But the planet isn’t warming. It has warmed from about AD 1700. but that trend is presently in abeyance, as has often happened over the past 300 years. The next multidecadal temperature move is more likely down than up. The long-term trend of the past ~3300 years has been down, which will resume sooner or later regardless of what humans do.

Martin
October 31, 2014 12:37 pm

Warmth is not good if you like Maine Shrimp…
Gulf Of Maine Is Warming Faster Than Most Of World’s Oceans
Researchers studying the Gulf of Maine say its waters are warming faster than 99 percent of the world’s oceans, and worry the rising temperatures will hit New England commercial fisheries hard.
“The decline of the shrimp fishery, I think that’s another one that has a very strong finger-print of warming,” he says.
http://nhpr.org/post/gulf-maine-warming-faster-most-worlds-oceans
Another Maine shrimp season at risk
A technical committee that advises federal regulators is strongly recommending the extension of a moratorium on the fishery that began earlier this year. A draft of the committee’s report to the Atlantic States Marine Fisheries Commission, which regulates the fishery, says “long term trends in environmental conditions” are unfavorable for the shrimp.
The draft report pins the decline of the cold-water shrimp on rising ocean temperatures. The Northern Shrimp Technical Committee’s report advises regulators that “the depleted condition of the resource and poor prospects for the near future” warrant extending the moratorium into next year.
The Atlantic States Marine Fisheries Commission’s Northern Shrimp Section had closed this year’s shrimp season for the first time in more than 30 years and is set to vote on next year’s season on Nov. 5.
The fishery’s estimated population has fallen by a factor of 14, regulators have said.
“Not having a shrimp fishery will just be another blow to Maine fishermen,” said Ben Martens, executive director of the Maine Coast Fishermen’s Association.
Read more: http://www.wmur.com/news/another-maine-shrimp-season-at-risk/29420808#ixzz3HkkktpSr

Brett Keane
Reply to  Martin
October 31, 2014 9:50 pm


October 31, 2014 at 12:37 pm : The NAO etc. are about to fix that.
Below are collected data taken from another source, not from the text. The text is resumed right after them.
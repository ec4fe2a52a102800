use axum::{
    extract::State,
    http::StatusCode,
    routing::get,
    Router,
};
use serde::Deserialize;
use tracing::{info, instrument};
use uuid::Uuid;

use crate::{
    access::{Principal, Role},
    auth::{password::is_valid_email, AuthUser},
    error::ApiError,
    extract::{Json, Path},
    state::AppState,
    store::{Company, NewCompany},
};

#[derive(Debug, Deserialize)]
pub struct CreateCompanyRequest {
    pub name: String,
    pub contact_email: String,
}

#[derive(Debug, Deserialize)]
pub struct UpdateCompanyRequest {
    pub is_active: bool,
}

pub fn routes() -> Router<AppState> {
    Router::new()
        .route("/companies", get(list_companies).post(create_company))
        .route("/companies/:id", get(get_company).patch(update_company))
}

fn require_admin(me: &Principal) -> Result<(), ApiError> {
    match me.role {
        Role::Admin => Ok(()),
        Role::Company | Role::HiringAgency | Role::Recruiter | Role::Candidate => {
            Err(ApiError::Forbidden)
        }
    }
}

/// Admins see every company, everyone else only the one they belong to.
fn can_view(me: &Principal, company_id: Uuid) -> bool {
    me.role == Role::Admin || me.company_id == Some(company_id)
}

#[instrument(skip(state, payload))]
pub async fn create_company(
    State(state): State<AppState>,
    AuthUser(me): AuthUser,
    Json(payload): Json<CreateCompanyRequest>,
) -> Result<(StatusCode, Json<Company>), ApiError> {
    require_admin(&me)?;
    let name = payload.name.trim();
    if name.is_empty() {
        return Err(ApiError::Validation("name is required".into()));
    }
    let contact_email = payload.contact_email.trim().to_lowercase();
    if !is_valid_email(&contact_email) {
        return Err(ApiError::Validation("Invalid contact_email".into()));
    }

    let company = state
        .store
        .create_company(NewCompany {
            name: name.to_string(),
            contact_email,
        })
        .await?;
    info!(company_id = %company.id, "company created");
    Ok((StatusCode::CREATED, Json(company)))
}

#[instrument(skip(state))]
pub async fn list_companies(
    State(state): State<AppState>,
    AuthUser(me): AuthUser,
) -> Result<Json<Vec<Company>>, ApiError> {
    if me.role == Role::Admin {
        return Ok(Json(state.store.list_companies().await?));
    }
    let own = match me.company_id {
        Some(id) => state.store.find_company(id).await?,
        None => None,
    };
    Ok(Json(own.into_iter().collect()))
}

#[instrument(skip(state))]
pub async fn get_company(
    State(state): State<AppState>,
    AuthUser(me): AuthUser,
    Path(id): Path<Uuid>,
) -> Result<Json<Company>, ApiError> {
    if !can_view(&me, id) {
        return Err(ApiError::NotFound("company"));
    }
    let company = state
        .store
        .find_company(id)
        .await?
        .ok_or(ApiError::NotFound("company"))?;
    Ok(Json(company))
}

#[instrument(skip(state, payload))]
pub async fn update_company(
    State(state): State<AppState>,
    AuthUser(me): AuthUser,
    Path(id): Path<Uuid>,
    Json(payload): Json<UpdateCompanyRequest>,
) -> Result<Json<Company>, ApiError> {
    require_admin(&me)?;
    let company = state.store.set_company_active(id, payload.is_active).await?;
    info!(company_id = %company.id, is_active = company.is_active, "company updated");
    Ok(Json(company))
}

#[cfg(test)]
mod tests {
    use super::*;

    #[test]
    fn only_members_and_admins_view_a_company() {
        let acme = Uuid::new_v4();
        let member = Principal {
            user_id: Uuid::new_v4(),
            role: Role::Recruiter,
            company_id: Some(acme),
        };
        let outsider = Principal {
            company_id: Some(Uuid::new_v4()),
            ..member
        };
        let admin = Principal {
            role: Role::Admin,
            company_id: None,
            ..member
        };
        assert!(can_view(&member, acme));
        assert!(!can_view(&outsider, acme));
        assert!(can_view(&admin, acme));
        assert!(require_admin(&member).is_err());
        assert!(require_admin(&admin).is_ok());
    }
}
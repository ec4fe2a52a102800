use std::collections::BTreeMap;

use serde::Serialize;

use crate::store::{Warning, WarningKind};

#[derive(Debug, Clone, Default, PartialEq, Eq, Serialize)]
pub struct WarningSummary {
    pub total: usize,
    pub by_kind: BTreeMap<WarningKind, usize>,
}

impl WarningSummary {
    pub fn from_warnings(warnings: &[Warning]) -> Self {
        let mut by_kind = BTreeMap::new();
        for w in warnings {
            *by_kind.entry(w.kind).or_insert(0) += 1;
        }
        Self {
            total: warnings.len(),
            by_kind,
        }
    }
}

#[cfg(test)]
mod tests {
    use super::*;
    use time::OffsetDateTime;
    use uuid::Uuid;

    fn warning(kind: WarningKind) -> Warning {
        Warning {
            id: Uuid::new_v4(),
            interview_id: Uuid::nil(),
            kind,
            message: None,
            occurred_at: OffsetDateTime::now_utc(),
        }
    }

    #[test]
    fn counts_per_kind() {
        let ws = vec![
            warning(WarningKind::TabSwitch),
            warning(WarningKind::MultipleFaces),
            warning(WarningKind::TabSwitch),
        ];
        let summary = WarningSummary::from_warnings(&ws);
        assert_eq!(summary.total, 3);
        assert_eq!(summary.by_kind[&WarningKind::TabSwitch], 2);
        assert_eq!(summary.by_kind[&WarningKind::MultipleFaces], 1);
        assert!(!summary.by_kind.contains_key(&WarningKind::LookingAway));

        let json = serde_json::to_value(&summary).unwrap();
        assert_eq!(json["by_kind"]["tab_switch"], 2);
    }

    #[test]
    fn empty_summary() {
        assert_eq!(WarningSummary::from_warnings(&[]), WarningSummary::default());
    }
}
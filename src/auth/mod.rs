use axum::Router;
use tracing::info;

use crate::{
    access::Role,
    state::AppState,
    store::NewUser,
};

mod dto;
pub mod extractors;
pub mod handlers;
pub mod jwt;
pub mod password;

pub use extractors::AuthUser;

pub fn router() -> Router<AppState> {
    Router::new()
        .merge(handlers::auth_routes())
        .merge(handlers::me_routes())
}

/// Creates the configured admin account unless a user with that email exists.
pub async fn bootstrap_admin(state: &AppState) -> anyhow::Result<()> {
    let Some(seed) = state.config.bootstrap_admin.clone() else {
        return Ok(());
    };
    let email = password::normalize_email(&seed.email);
    anyhow::ensure!(password::is_valid_email(&email), "invalid BOOTSTRAP_ADMIN_EMAIL");
    anyhow::ensure!(
        seed.password.len() >= password::MIN_PASSWORD_LEN,
        "BOOTSTRAP_ADMIN_PASSWORD is too short"
    );

    if state.store.find_user_by_email(&email).await?.is_some() {
        return Ok(());
    }
    let user = state
        .store
        .create_user(NewUser {
            email,
            password_hash: password::hash_password(&seed.password)?,
            full_name: "Administrator".into(),
            role: Role::Admin,
            company_id: None,
        })
        .await?;
    info!(user_id = %user.id, email = %user.email, "bootstrap admin created");
    Ok(())
}
mod dto;
mod handlers;
pub mod lifecycle;
pub mod warnings;

use axum::Router;

use crate::state::AppState;

pub fn router() -> Router<AppState> {
    Router::new()
        .merge(handlers::routes())
        .merge(handlers::warning_routes())
}
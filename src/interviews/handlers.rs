use axum::{
    extract::State,
    http::{Method, StatusCode},
    routing::{get, post},
    Router,
};
use time::OffsetDateTime;
use tracing::{info, instrument, warn};
use uuid::Uuid;

use super::{
    dto::{
        FailInterviewRequest, InterviewQuery, ReportWarningRequest, ScheduleInterviewRequest,
        WarningsResponse,
    },
    lifecycle::Transition,
    warnings::WarningSummary,
};
use crate::{
    access::{self, Action, Owned, Principal, Scope},
    auth::AuthUser,
    candidates::load_candidate,
    error::ApiError,
    extract::{Json, Path, Query},
    notify::{self, Notification},
    state::AppState,
    store::{Interview, NewInterview, NewWarning, Warning},
};

const MAX_WARNING_MESSAGE: usize = 500;

pub fn routes() -> Router<AppState> {
    Router::new()
        .route("/interviews", get(list_interviews).post(schedule_interview))
        .route("/interviews/:id", get(get_interview))
        .route("/interviews/:id/start", post(start_interview))
        .route("/interviews/:id/complete", post(complete_interview))
        .route("/interviews/:id/fail", post(fail_interview))
}

pub fn warning_routes() -> Router<AppState> {
    Router::new().route(
        "/interviews/:id/warnings",
        get(list_warnings).post(report_warning),
    )
}

async fn load_interview(
    state: &AppState,
    me: &Principal,
    id: Uuid,
    method: &Method,
) -> Result<Interview, ApiError> {
    let interview = state
        .store
        .find_interview(id)
        .await?
        .ok_or(ApiError::NotFound("interview"))?;
    access::ensure(me, Action::from_method(method), interview.owner(), "interview")?;
    Ok(interview)
}

async fn transition(
    state: &AppState,
    me: &Principal,
    id: Uuid,
    method: &Method,
    step: Transition,
) -> Result<Interview, ApiError> {
    let mut interview = load_interview(state, me, id, method).await?;
    let expected_started_at = interview.started_at;
    interview
        .apply(step, OffsetDateTime::now_utc())
        .map_err(|e| ApiError::Conflict(e.to_string()))?;
    let saved = state
        .store
        .save_interview_state(&interview, expected_started_at)
        .await?;
    info!(interview_id = %saved.id, ?step, status = ?saved.status, by = %me.user_id, "interview transitioned");
    Ok(saved)
}

#[instrument(skip(state))]
pub async fn list_interviews(
    State(state): State<AppState>,
    AuthUser(me): AuthUser,
    Query(query): Query<InterviewQuery>,
) -> Result<Json<Vec<Interview>>, ApiError> {
    let scope = Scope::for_principal(&me);
    let rows = state
        .store
        .list_interviews(&scope, query.status, query.page())
        .await?;
    Ok(Json(rows))
}

#[instrument(skip(state, payload))]
pub async fn schedule_interview(
    State(state): State<AppState>,
    AuthUser(me): AuthUser,
    method: Method,
    Json(payload): Json<ScheduleInterviewRequest>,
) -> Result<(StatusCode, Json<Interview>), ApiError> {
    let candidate = load_candidate(&state, &me, payload.candidate_id, &method).await?;
    if payload.scheduled_at <= OffsetDateTime::now_utc() {
        return Err(ApiError::Validation("scheduled_at must be in the future".into()));
    }
    let job_title = payload
        .job_title
        .map(|t| t.trim().to_string())
        .filter(|t| !t.is_empty());

    let interview = state
        .store
        .create_interview(NewInterview {
            candidate_id: candidate.id,
            job_title,
            scheduled_at: payload.scheduled_at,
        })
        .await?;
    info!(interview_id = %interview.id, candidate_id = %candidate.id, "interview scheduled");

    notify::dispatch(
        state.notifier.clone(),
        &candidate.email,
        Notification::InterviewScheduled {
            candidate_name: candidate.full_name,
            job_title: interview.job_title.clone(),
            scheduled_at: interview.scheduled_at,
        },
    );
    Ok((StatusCode::CREATED, Json(interview)))
}

#[instrument(skip(state))]
pub async fn get_interview(
    State(state): State<AppState>,
    AuthUser(me): AuthUser,
    method: Method,
    Path(id): Path<Uuid>,
) -> Result<Json<Interview>, ApiError> {
    Ok(Json(load_interview(&state, &me, id, &method).await?))
}

#[instrument(skip(state))]
pub async fn start_interview(
    State(state): State<AppState>,
    AuthUser(me): AuthUser,
    method: Method,
    Path(id): Path<Uuid>,
) -> Result<Json<Interview>, ApiError> {
    Ok(Json(transition(&state, &me, id, &method, Transition::Start).await?))
}

#[instrument(skip(state))]
pub async fn complete_interview(
    State(state): State<AppState>,
    AuthUser(me): AuthUser,
    method: Method,
    Path(id): Path<Uuid>,
) -> Result<Json<Interview>, ApiError> {
    let interview = transition(&state, &me, id, &method, Transition::Complete).await?;
    match state.store.find_candidate(interview.candidate_id).await? {
        Some(candidate) => notify::dispatch(
            state.notifier.clone(),
            &candidate.email,
            Notification::InterviewCompleted {
                candidate_name: candidate.full_name,
                job_title: interview.job_title.clone(),
            },
        ),
        None => warn!(interview_id = %interview.id, "candidate vanished before notification"),
    }
    Ok(Json(interview))
}

#[instrument(skip(state, payload))]
pub async fn fail_interview(
    State(state): State<AppState>,
    AuthUser(me): AuthUser,
    method: Method,
    Path(id): Path<Uuid>,
    payload: Option<Json<FailInterviewRequest>>,
) -> Result<Json<Interview>, ApiError> {
    let reason = payload.and_then(|Json(p)| p.reason).unwrap_or_default();
    let interview = transition(&state, &me, id, &method, Transition::Fail).await?;
    warn!(interview_id = %interview.id, %reason, "interview marked as error");
    Ok(Json(interview))
}

#[instrument(skip(state, payload))]
pub async fn report_warning(
    State(state): State<AppState>,
    AuthUser(me): AuthUser,
    method: Method,
    Path(id): Path<Uuid>,
    Json(payload): Json<ReportWarningRequest>,
) -> Result<(StatusCode, Json<Warning>), ApiError> {
    let interview = load_interview(&state, &me, id, &method).await?;
    if !interview.is_running() {
        return Err(ApiError::Conflict("interview is not running".into()));
    }
    let message = payload
        .message
        .map(|m| m.trim().chars().take(MAX_WARNING_MESSAGE).collect::<String>())
        .filter(|m| !m.is_empty());

    let warning = state
        .store
        .add_warning(NewWarning {
            interview_id: interview.id,
            kind: payload.kind,
            message,
        })
        .await?;
    info!(interview_id = %interview.id, kind = ?warning.kind, "proctoring warning recorded");
    Ok((StatusCode::CREATED, Json(warning)))
}

#[instrument(skip(state))]
pub async fn list_warnings(
    State(state): State<AppState>,
    AuthUser(me): AuthUser,
    method: Method,
    Path(id): Path<Uuid>,
) -> Result<Json<WarningsResponse>, ApiError> {
    let interview = load_interview(&state, &me, id, &method).await?;
    let warnings = state.store.list_warnings(interview.id).await?;
    let summary = WarningSummary::from_warnings(&warnings);
    Ok(Json(WarningsResponse { warnings, summary }))
}
use std::time::Duration;

use axum::extract::FromRef;
use jsonwebtoken::{decode, encode, DecodingKey, EncodingKey, Header, Validation};
use serde::{Deserialize, Serialize};
use time::{Duration as TimeDuration, OffsetDateTime};
use tracing::debug;
use uuid::Uuid;

use crate::{config::JwtConfig, state::AppState};

/// Type of JWT: access or refresh.
#[derive(Debug, Serialize, Deserialize, Clone, Copy, PartialEq, Eq)]
#[serde(rename_all = "lowercase")]
pub enum TokenKind {
    Access,
    Refresh,
}

#[derive(Debug, Serialize, Deserialize)]
pub struct Claims {
    pub sub: Uuid,
    pub exp: usize,
    pub iat: usize,
    pub iss: String,
    pub aud: String,
    pub kind: TokenKind,
}

#[derive(Clone)]
pub struct JwtKeys {
    pub encoding: EncodingKey,
    pub decoding: DecodingKey,
    pub issuer: String,
    pub audience: String,
    pub access_ttl: Duration,
    pub refresh_ttl: Duration,
}

impl From<&JwtConfig> for JwtKeys {
    fn from(cfg: &JwtConfig) -> Self {
        Self {
            encoding: EncodingKey::from_secret(cfg.secret.as_bytes()),
            decoding: DecodingKey::from_secret(cfg.secret.as_bytes()),
            issuer: cfg.issuer.clone(),
            audience: cfg.audience.clone(),
            access_ttl: Duration::from_secs((cfg.ttl_minutes.max(1) as u64) * 60),
            refresh_ttl: Duration::from_secs((cfg.refresh_ttl_minutes.max(1) as u64) * 60),
        }
    }
}

impl FromRef<AppState> for JwtKeys {
    fn from_ref(state: &AppState) -> Self {
        Self::from(&state.config.jwt)
    }
}

impl JwtKeys {
    fn sign_with_kind(&self, user_id: Uuid, kind: TokenKind) -> anyhow::Result<String> {
        let now = OffsetDateTime::now_utc();
        let ttl = match kind {
            TokenKind::Access => self.access_ttl,
            TokenKind::Refresh => self.refresh_ttl,
        };
        let exp = now + TimeDuration::seconds(ttl.as_secs() as i64);
        let claims = Claims {
            sub: user_id,
            iat: now.unix_timestamp() as usize,
            exp: exp.unix_timestamp() as usize,
            iss: self.issuer.clone(),
            aud: self.audience.clone(),
            kind,
        };
        let token = encode(&Header::default(), &claims, &self.encoding)?;
        debug!(user_id = %user_id, kind = ?kind, "jwt signed");
        Ok(token)
    }

    pub fn sign_access(&self, user_id: Uuid) -> anyhow::Result<String> {
        self.sign_with_kind(user_id, TokenKind::Access)
    }

    pub fn sign_refresh(&self, user_id: Uuid) -> anyhow::Result<String> {
        self.sign_with_kind(user_id, TokenKind::Refresh)
    }

    pub fn verify(&self, token: &str) -> anyhow::Result<Claims> {
        let mut validation = Validation::default();
        validation.set_audience(std::slice::from_ref(&self.audience));
        validation.set_issuer(std::slice::from_ref(&self.issuer));
        let data = decode::<Claims>(token, &self.decoding, &validation)?;
        debug!(user_id = %data.claims.sub, kind = ?data.claims.kind, "jwt verified");
        Ok(data.claims)
    }

    pub fn verify_refresh(&self, token: &str) -> anyhow::Result<Claims> {
        let claims = self.verify(token)?;
        if claims.kind != TokenKind::Refresh {
            anyhow::bail!("not a refresh token");
        }
        Ok(claims)
    }
}
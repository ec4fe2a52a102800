mod handlers;

use axum::Router;

use crate::state::AppState;

pub fn router() -> Router<AppState> {
    handlers::routes()
}
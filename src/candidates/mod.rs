mod dto;
mod handlers;
mod resume;

use axum::Router;

use crate::state::AppState;

pub use dto::CandidateView;
pub use handlers::load_candidate;

pub fn router() -> Router<AppState> {
    Router::new()
        .merge(handlers::routes())
        .merge(handlers::resume_routes())
}
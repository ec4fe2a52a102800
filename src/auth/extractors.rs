use axum::{
    async_trait,
    extract::{FromRef, FromRequestParts},
    http::request::Parts,
};
use tracing::warn;

use super::jwt::{JwtKeys, TokenKind};
use crate::{access::Principal, error::ApiError, state::AppState};

/// Validates the bearer token and resolves the caller's role and company.
pub struct AuthUser(pub Principal);

#[async_trait]
impl FromRequestParts<AppState> for AuthUser {
    type Rejection = ApiError;

    async fn from_request_parts(
        parts: &mut Parts,
        state: &AppState,
    ) -> Result<Self, Self::Rejection> {
        let auth = parts
            .headers
            .get(axum::http::header::AUTHORIZATION)
            .and_then(|h| h.to_str().ok())
            .ok_or_else(|| ApiError::Unauthorized("Missing Authorization header".into()))?;

        let token = auth
            .strip_prefix("Bearer ")
            .or_else(|| auth.strip_prefix("bearer "))
            .ok_or_else(|| ApiError::Unauthorized("Invalid Authorization header".into()))?;

        let keys = JwtKeys::from_ref(state);
        let claims = match keys.verify(token) {
            Ok(c) => c,
            Err(_) => {
                warn!("invalid or expired token");
                return Err(ApiError::Unauthorized("Invalid or expired token".into()));
            }
        };

        if claims.kind != TokenKind::Access {
            return Err(ApiError::Unauthorized("Access token required".into()));
        }

        let user = state
            .store
            .find_user(claims.sub)
            .await?
            .ok_or_else(|| {
                warn!(user_id = %claims.sub, "token for unknown user");
                ApiError::Unauthorized("User not found".into())
            })?;

        Ok(AuthUser(user.principal()))
    }
}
For crying out loud, those of us who actually do these things have seen it before. Brett

mebbe
Reply to  Martin
October 31, 2014 10:45 pm
mebbe
Reply to  Martin
October 31, 2014 10:50 pm

Martin,
If you’re interested, Bob addressed this topic when it surfaced a little bit ago.
http://wattsupwiththat.com/2014/09/03/baseless-alarmism-global-warmings-impact-on-gulf-of-maine-driving-away-lobsters-and-fish/

Jimbo
Reply to  Martin
November 2, 2014 7:10 am

Maine shrimp also suffered from OVER FISHING. Warm waters oof Maine are just that. Warm waters. They have happened before and will happen again. Co2 is not to blame. As for lobster it has been a boom.

milodonharlani
October 31, 2014 12:42 pm

Thanks to abundant vegetation, the largest land animals lived in the warmest intervals of geologic history, ie the Jurassic & Cretaceous Periods of the Mesozoic Era (especially the middle of the Cretaceous) & first two epochs of the Cenozoic.

dp
October 31, 2014 1:04 pm

And where is life such a struggle that few species live there? Go towards the poles – Siberia and the cold deserts of Antarctica and Greenland.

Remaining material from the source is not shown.